[Collected data]
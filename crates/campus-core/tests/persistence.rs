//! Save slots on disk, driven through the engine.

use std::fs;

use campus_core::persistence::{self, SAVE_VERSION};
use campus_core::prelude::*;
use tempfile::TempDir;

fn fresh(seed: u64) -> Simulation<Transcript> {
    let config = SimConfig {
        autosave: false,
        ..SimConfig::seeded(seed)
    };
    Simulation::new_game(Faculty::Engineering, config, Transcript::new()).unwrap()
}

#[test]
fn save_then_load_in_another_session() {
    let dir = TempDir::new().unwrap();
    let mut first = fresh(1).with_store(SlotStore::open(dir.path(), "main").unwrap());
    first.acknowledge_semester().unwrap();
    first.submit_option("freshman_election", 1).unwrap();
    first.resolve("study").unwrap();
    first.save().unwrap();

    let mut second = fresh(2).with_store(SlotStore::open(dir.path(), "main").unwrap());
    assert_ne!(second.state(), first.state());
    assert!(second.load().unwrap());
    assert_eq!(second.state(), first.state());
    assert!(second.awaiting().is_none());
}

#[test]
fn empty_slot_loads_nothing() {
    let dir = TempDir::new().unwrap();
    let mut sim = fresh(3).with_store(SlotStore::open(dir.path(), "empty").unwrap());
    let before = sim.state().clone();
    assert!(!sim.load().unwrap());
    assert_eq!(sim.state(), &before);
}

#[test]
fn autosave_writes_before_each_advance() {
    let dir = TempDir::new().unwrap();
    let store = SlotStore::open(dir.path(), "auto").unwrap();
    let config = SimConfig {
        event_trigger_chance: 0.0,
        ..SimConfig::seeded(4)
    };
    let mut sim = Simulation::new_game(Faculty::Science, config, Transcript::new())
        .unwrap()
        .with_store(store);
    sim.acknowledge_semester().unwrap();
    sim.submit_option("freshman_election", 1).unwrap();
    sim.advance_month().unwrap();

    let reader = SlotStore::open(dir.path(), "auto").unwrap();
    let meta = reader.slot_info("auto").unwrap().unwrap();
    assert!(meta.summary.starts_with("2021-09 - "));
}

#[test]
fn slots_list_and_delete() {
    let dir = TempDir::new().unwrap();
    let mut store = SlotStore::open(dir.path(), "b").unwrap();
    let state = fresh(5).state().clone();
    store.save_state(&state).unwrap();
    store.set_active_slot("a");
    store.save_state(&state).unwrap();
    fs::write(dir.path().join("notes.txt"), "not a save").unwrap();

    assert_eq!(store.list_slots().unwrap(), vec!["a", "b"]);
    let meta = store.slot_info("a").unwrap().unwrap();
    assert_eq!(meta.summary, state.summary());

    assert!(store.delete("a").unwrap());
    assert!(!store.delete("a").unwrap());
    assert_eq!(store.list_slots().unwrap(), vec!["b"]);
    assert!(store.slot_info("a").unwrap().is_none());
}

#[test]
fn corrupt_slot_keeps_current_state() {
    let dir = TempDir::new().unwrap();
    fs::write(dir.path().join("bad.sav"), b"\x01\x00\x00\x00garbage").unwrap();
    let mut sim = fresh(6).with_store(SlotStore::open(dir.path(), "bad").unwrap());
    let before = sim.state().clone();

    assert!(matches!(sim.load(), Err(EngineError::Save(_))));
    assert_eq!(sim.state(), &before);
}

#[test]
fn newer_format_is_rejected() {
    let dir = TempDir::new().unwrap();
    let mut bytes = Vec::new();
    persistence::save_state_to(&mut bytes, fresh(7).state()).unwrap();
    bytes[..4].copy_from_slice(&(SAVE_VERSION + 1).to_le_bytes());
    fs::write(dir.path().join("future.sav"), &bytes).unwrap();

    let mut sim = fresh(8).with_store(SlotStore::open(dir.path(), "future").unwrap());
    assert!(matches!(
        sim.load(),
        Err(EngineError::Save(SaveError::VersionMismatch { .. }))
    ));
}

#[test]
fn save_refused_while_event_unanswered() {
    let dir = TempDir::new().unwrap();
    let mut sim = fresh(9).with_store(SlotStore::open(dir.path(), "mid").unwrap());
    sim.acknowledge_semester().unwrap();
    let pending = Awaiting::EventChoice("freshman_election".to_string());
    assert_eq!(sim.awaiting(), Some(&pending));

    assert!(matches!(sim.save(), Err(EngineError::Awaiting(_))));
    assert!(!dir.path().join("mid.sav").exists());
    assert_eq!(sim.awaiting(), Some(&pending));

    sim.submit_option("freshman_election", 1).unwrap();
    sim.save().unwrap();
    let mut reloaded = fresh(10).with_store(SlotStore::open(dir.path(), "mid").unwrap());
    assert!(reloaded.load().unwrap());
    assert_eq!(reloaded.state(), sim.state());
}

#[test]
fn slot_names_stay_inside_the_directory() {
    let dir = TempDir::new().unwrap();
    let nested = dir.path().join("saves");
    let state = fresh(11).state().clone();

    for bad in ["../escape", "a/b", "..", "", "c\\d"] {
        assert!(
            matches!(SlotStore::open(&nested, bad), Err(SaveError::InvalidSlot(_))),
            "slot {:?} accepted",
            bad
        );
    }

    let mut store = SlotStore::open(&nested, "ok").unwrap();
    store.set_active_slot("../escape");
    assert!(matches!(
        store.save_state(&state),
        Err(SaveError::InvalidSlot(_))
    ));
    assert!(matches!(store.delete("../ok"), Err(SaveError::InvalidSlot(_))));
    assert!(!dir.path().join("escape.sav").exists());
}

- What to work on -
Copy every line from the data that includes the string "Transcript".

- Answer -
fn fresh(seed: u64) -> Simulation<Transcript> {
    Simulation::new_game(Faculty::Engineering, config, Transcript::new()).unwrap()
    let mut sim = Simulation::new_game(Faculty::Science, config, Transcript::new())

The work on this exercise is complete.